- Banks face $11 billion in costs from President's mortgage bill
- Large-scale loan conversion may cut Poland's credit ratings
Poland’s central bank gave a scathing assessment of the President’s proposal to convert foreign-currency loans into zloty, piling pressure on the ruling party to amend the draft legislation or risk destabilizing the financial industry.
President Andrzej Duda’s plan, if implemented, would cost banks 44 billion zloty ($11.2 billion), or about four years of profit, while pushing 70 percent of the nation’s lenders into the red, the central bank said in a financial stability report on Wednesday. The WIGBank index of the country’s lenders advanced 1.1 percent to a four-week high at 1:14 p.m. in Warsaw, paring its year-to-date drop to 5.4 percent. The gauge tumbled 24 percent last year.
“Following this report, the chances are rising that the plan won’t be introduced in its current shape,” said Marta Jezewska-Wasilewska, a Warsaw-based analyst at brokerage Wood & Co. “This explains why banking stocks aren’t falling.”
The financial industry is one of the main battlefields for Poland’s new government, which is also confronting retailers and has clashed with European leaders over its overhaul of institutions including the constitutional court and public media. Besides the loan-conversion plans, which central bank Governor Marek Belka called “pure evil” last month, commercial lenders are subject to a new tax that will siphon off about a third of the industry’s annual profit.
The central bank said the large-scale conversion of foreign-currency mortgages, which amount to the equivalent of $42 billion, could lead to depreciation of the Polish currency, negatively affect public finances and reduce the sovereign’s credit ratings. Besides the costs of converting loans and repaying clients for currency spreads, as proposed in the draft legislation, lenders also face the additional burden of insuring their foreign-currency exposure, it said.

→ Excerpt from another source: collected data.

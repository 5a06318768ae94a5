use sqlx::MySqlPool;

use crate::core::error::{AppError, Result};
use crate::features::catalog::dtos::{
    CreateFeatureDto, FeatureResponseDto, ListFeaturesQuery, UpdateFeatureDto,
};
use crate::features::catalog::models::{Feature, FEATURE_COLUMNS};
use crate::shared::validation::blank_to_none;

const SLUG_TAKEN: &str = "A feature with this slug already exists for the service";
const UNKNOWN_SERVICE: &str = "Service does not exist";

pub struct FeatureService {
    pool: MySqlPool,
}

impl FeatureService {
    pub fn new(pool: MySqlPool) -> Self {
        Self { pool }
    }

    pub async fn list_active(&self, query: &ListFeaturesQuery) -> Result<Vec<FeatureResponseDto>> {
        let features = match query.service_id {
            Some(service_id) => {
                let sql = format!(
                    "SELECT {} FROM features f WHERE f.is_active = TRUE AND f.service_id = ? \
                     ORDER BY f.sort_order, f.name",
                    FEATURE_COLUMNS
                );
                sqlx::query_as::<_, Feature>(&sql)
                    .bind(service_id)
                    .fetch_all(&self.pool)
                    .await
            }
            None => {
                let sql = format!(
                    "SELECT {} FROM features f WHERE f.is_active = TRUE ORDER BY f.sort_order, f.name",
                    FEATURE_COLUMNS
                );
                sqlx::query_as::<_, Feature>(&sql).fetch_all(&self.pool).await
            }
        }
        .map_err(|e| {
            tracing::error!("Failed to list features: {:?}", e);
            AppError::Database(e)
        })?;

        Ok(features.into_iter().map(Into::into).collect())
    }

    pub async fn list_all(&self) -> Result<Vec<FeatureResponseDto>> {
        let sql = format!(
            "SELECT {} FROM features f ORDER BY f.service_id, f.sort_order, f.name",
            FEATURE_COLUMNS
        );
        let features = sqlx::query_as::<_, Feature>(&sql)
            .fetch_all(&self.pool)
            .await
            .map_err(|e| {
                tracing::error!("Failed to list features: {:?}", e);
                AppError::Database(e)
            })?;

        Ok(features.into_iter().map(Into::into).collect())
    }

    /// Resolve `/features/{categorySlug}/{serviceSlug}/{featureSlug}`; all three rows must be active
    pub async fn get_by_slugs(
        &self,
        category_slug: &str,
        service_slug: &str,
        feature_slug: &str,
    ) -> Result<FeatureResponseDto> {
        let sql = format!(
            "SELECT {} FROM features f \
             JOIN services s ON s.id = f.service_id \
             JOIN service_categories c ON c.id = s.category_id \
             WHERE c.slug = ? AND s.slug = ? AND f.slug = ? \
               AND f.is_active = TRUE AND s.is_active = TRUE AND c.is_active = TRUE",
            FEATURE_COLUMNS
        );
        sqlx::query_as::<_, Feature>(&sql)
            .bind(category_slug)
            .bind(service_slug)
            .bind(feature_slug)
            .fetch_optional(&self.pool)
            .await
            .map_err(|e| {
                tracing::error!("Failed to get feature by slug: {:?}", e);
                AppError::Database(e)
            })?
            .map(Into::into)
            .ok_or_else(|| AppError::NotFound("Feature not found".to_string()))
    }

    pub async fn get_by_id(&self, id: i64) -> Result<FeatureResponseDto> {
        let sql = format!("SELECT {} FROM features f WHERE f.id = ?", FEATURE_COLUMNS);
        sqlx::query_as::<_, Feature>(&sql)
            .bind(id)
            .fetch_optional(&self.pool)
            .await
            .map_err(|e| {
                tracing::error!("Failed to get feature {}: {:?}", id, e);
                AppError::Database(e)
            })?
            .map(Into::into)
            .ok_or_else(|| AppError::NotFound(format!("Feature {} not found", id)))
    }

    async fn ensure_service_exists(&self, service_id: i64) -> Result<()> {
        let count: i64 = sqlx::query_scalar("SELECT COUNT(*) FROM services WHERE id = ?")
            .bind(service_id)
            .fetch_one(&self.pool)
            .await
            .map_err(AppError::Database)?;

        if count > 0 {
            Ok(())
        } else {
            Err(AppError::BadRequest(format!(
                "Service {} does not exist",
                service_id
            )))
        }
    }

    pub async fn create(&self, dto: CreateFeatureDto) -> Result<FeatureResponseDto> {
        self.ensure_service_exists(dto.service_id).await?;

        let result = sqlx::query(
            r#"
            INSERT INTO features
                (service_id, name, slug, description, content, technical_details, benefits,
                 meta_title, meta_description, is_active, sort_order)
            VALUES (?, ?, ?, ?, ?, ?, ?, ?, ?, ?, ?)
            "#,
        )
        .bind(dto.service_id)
        .bind(&dto.name)
        .bind(&dto.slug)
        .bind(blank_to_none(dto.description))
        .bind(blank_to_none(dto.content))
        .bind(blank_to_none(dto.technical_details))
        .bind(blank_to_none(dto.benefits))
        .bind(blank_to_none(dto.meta_title))
        .bind(blank_to_none(dto.meta_description))
        .bind(dto.is_active.unwrap_or(true))
        .bind(dto.sort_order.unwrap_or(0))
        .execute(&self.pool)
        .await
        .map_err(|e| AppError::from_db(e, SLUG_TAKEN, UNKNOWN_SERVICE))?;

        let id = result.last_insert_id() as i64;
        tracing::info!("Created feature {} ({}) for service {}", id, dto.slug, dto.service_id);
        self.get_by_id(id).await
    }

    pub async fn update(&self, id: i64, dto: UpdateFeatureDto) -> Result<FeatureResponseDto> {
        if let Some(service_id) = dto.service_id {
            self.ensure_service_exists(service_id).await?;
        }

        sqlx::query(
            r#"
            UPDATE features
            SET service_id = COALESCE(?, service_id),
                name = COALESCE(?, name),
                slug = COALESCE(?, slug),
                description = COALESCE(?, description),
                content = COALESCE(?, content),
                technical_details = COALESCE(?, technical_details),
                benefits = COALESCE(?, benefits),
                meta_title = COALESCE(?, meta_title),
                meta_description = COALESCE(?, meta_description),
                is_active = COALESCE(?, is_active),
                sort_order = COALESCE(?, sort_order),
                updated_at = CURRENT_TIMESTAMP
            WHERE id = ?
            "#,
        )
        .bind(dto.service_id)
        .bind(dto.name)
        .bind(dto.slug)
        .bind(dto.description)
        .bind(dto.content)
        .bind(dto.technical_details)
        .bind(dto.benefits)
        .bind(dto.meta_title)
        .bind(dto.meta_description)
        .bind(dto.is_active)
        .bind(dto.sort_order)
        .bind(id)
        .execute(&self.pool)
        .await
        .map_err(|e| AppError::from_db(e, SLUG_TAKEN, UNKNOWN_SERVICE))?;

        tracing::info!("Updated feature {}", id);
        self.get_by_id(id).await
    }

    pub async fn delete(&self, id: i64) -> Result<()> {
        let result = sqlx::query("DELETE FROM features WHERE id = ?")
            .bind(id)
            .execute(&self.pool)
            .await
            .map_err(AppError::Database)?;

        if result.rows_affected() == 0 {
            return Err(AppError::NotFound(format!("Feature {} not found", id)));
        }

        tracing::info!("Deleted feature {}", id);
        Ok(())
    }
}
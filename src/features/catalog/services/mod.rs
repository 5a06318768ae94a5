mod category_service;
mod feature_service;
mod offering_service;

pub use category_service::CategoryService;
pub use feature_service::FeatureService;
pub use offering_service::OfferingService;
use chrono::{DateTime, Utc};
use serde::{Deserialize, Serialize};
use utoipa::{IntoParams, ToSchema};
use validator::Validate;

use crate::features::enquiries::models::{Enquiry, EnquiryStatus};

/// Public contact-form submission
#[derive(Debug, Clone, Serialize, Deserialize, Validate, ToSchema)]
#[serde(rename_all = "camelCase")]
pub struct CreateEnquiryDto {
    #[validate(length(min = 1, max = 255, message = "Name is required"))]
    pub name: String,

    #[validate(email(message = "A valid email address is required"))]
    pub email: String,

    #[validate(length(max = 50))]
    pub phone: Option<String>,

    #[validate(length(max = 255))]
    pub company: Option<String>,

    #[validate(length(max = 255))]
    pub service_interest: Option<String>,

    #[validate(length(max = 100))]
    pub budget_range: Option<String>,

    #[validate(length(min = 1, max = 5000, message = "Message is required"))]
    pub message: String,
}

#[derive(Debug, Clone, Serialize, Deserialize, ToSchema)]
#[serde(rename_all = "camelCase")]
pub struct EnquiryReceiptDto {
    pub id: i64,
}

#[derive(Debug, Clone, Default, Serialize, Deserialize, IntoParams)]
#[serde(rename_all = "camelCase")]
#[into_params(parameter_in = Query)]
pub struct ListEnquiriesQuery {
    pub status: Option<EnquiryStatus>,
}

#[derive(Debug, Clone, Serialize, Deserialize, ToSchema)]
#[serde(rename_all = "camelCase")]
pub struct UpdateEnquiryDto {
    pub status: EnquiryStatus,
}

#[derive(Debug, Clone, Serialize, Deserialize, ToSchema)]
#[serde(rename_all = "camelCase")]
pub struct EnquiryResponseDto {
    pub id: i64,
    pub name: String,
    pub email: String,
    pub phone: Option<String>,
    pub company: Option<String>,
    pub service_interest: Option<String>,
    pub budget_range: Option<String>,
    pub message: String,
    pub status: EnquiryStatus,
    pub source: String,
    pub responded_at: Option<DateTime<Utc>>,
    pub created_at: DateTime<Utc>,
    pub updated_at: DateTime<Utc>,
}

impl From<Enquiry> for EnquiryResponseDto {
    fn from(e: Enquiry) -> Self {
        Self {
            id: e.id,
            name: e.name,
            email: e.email,
            phone: e.phone,
            company: e.company,
            service_interest: e.service_interest,
            budget_range: e.budget_range,
            message: e.message,
            status: e.status,
            source: e.source,
            responded_at: e.responded_at,
            created_at: e.created_at,
            updated_at: e.updated_at,
        }
    }
}

#[cfg(test)]
mod tests {
    use super::*;
    use fake::faker::internet::en::SafeEmail;
    use fake::faker::lorem::en::Paragraph;
    use fake::faker::name::en::Name;
    use fake::Fake;

    fn submission() -> CreateEnquiryDto {
        CreateEnquiryDto {
            name: Name().fake(),
            email: SafeEmail().fake(),
            phone: None,
            company: Some("Acme Logistics".into()),
            service_interest: Some("Cloud Migration".into()),
            budget_range: Some("10k-25k".into()),
            message: Paragraph(1..3).fake(),
        }
    }

    #[test]
    fn accepts_generated_submission() {
        assert!(submission().validate().is_ok());
    }

    #[test]
    fn rejects_bad_email_and_empty_message() {
        let mut dto = submission();
        dto.email = "not-an-email".into();
        dto.message = String::new();

        let errors = dto.validate().unwrap_err();
        let fields = errors.field_errors();
        assert!(fields.contains_key("email"));
        assert!(fields.contains_key("message"));
    }
}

Poland is following other eastern European countries that moved to convert mortgages denominated in foreign currencies, including in Swiss francs, after they proliferated prior to the 2008 financial crisis. While allowing many borrowers to take advantage of lower interest payments, the loans exposed them to currency swings.
The draft law would make banks accept repayments on the equivalent of almost 8 percent of Poland’s gross domestic product in foreign-currency mortgages at a “fair” exchange rate, unless a voluntary agreement is reached. The president’s office has deferred to country’s financial market watchdog to calculate the cost of the proposal, which is currently awaiting debate in parliament. The central bank is the first public institution to put a price tag on the proposal in its report on Wednesday.
“It’s our legal obligation to send a signal about potential risks,” central bank board member Andrzej Raczko told reporters in Warsaw, when presenting the report. “Everyone is focusing on the consequences that this conversion could have for bank profits, but it’s a piece of a bigger puzzle, which could have a serious knock-on effect for the entire economy.”
Getin Noble Bank SA, Bank Millennium SA, MBank SA, PKO Bank Polski SA and Banco Santander SA’s Bank Zachodni WBK SA are among those with the most exposure to foreign-currency loans, Wood & Co.’s Jezewska-Wasilewska said.
The central bank’s 44 billion-zloty cost estimate for the plan could grow by an additional 20 billion zloty if borrowers whose property values have fallen below the value of their loans decide to cancel their mortgages, which would be possible under Duda’s proposal.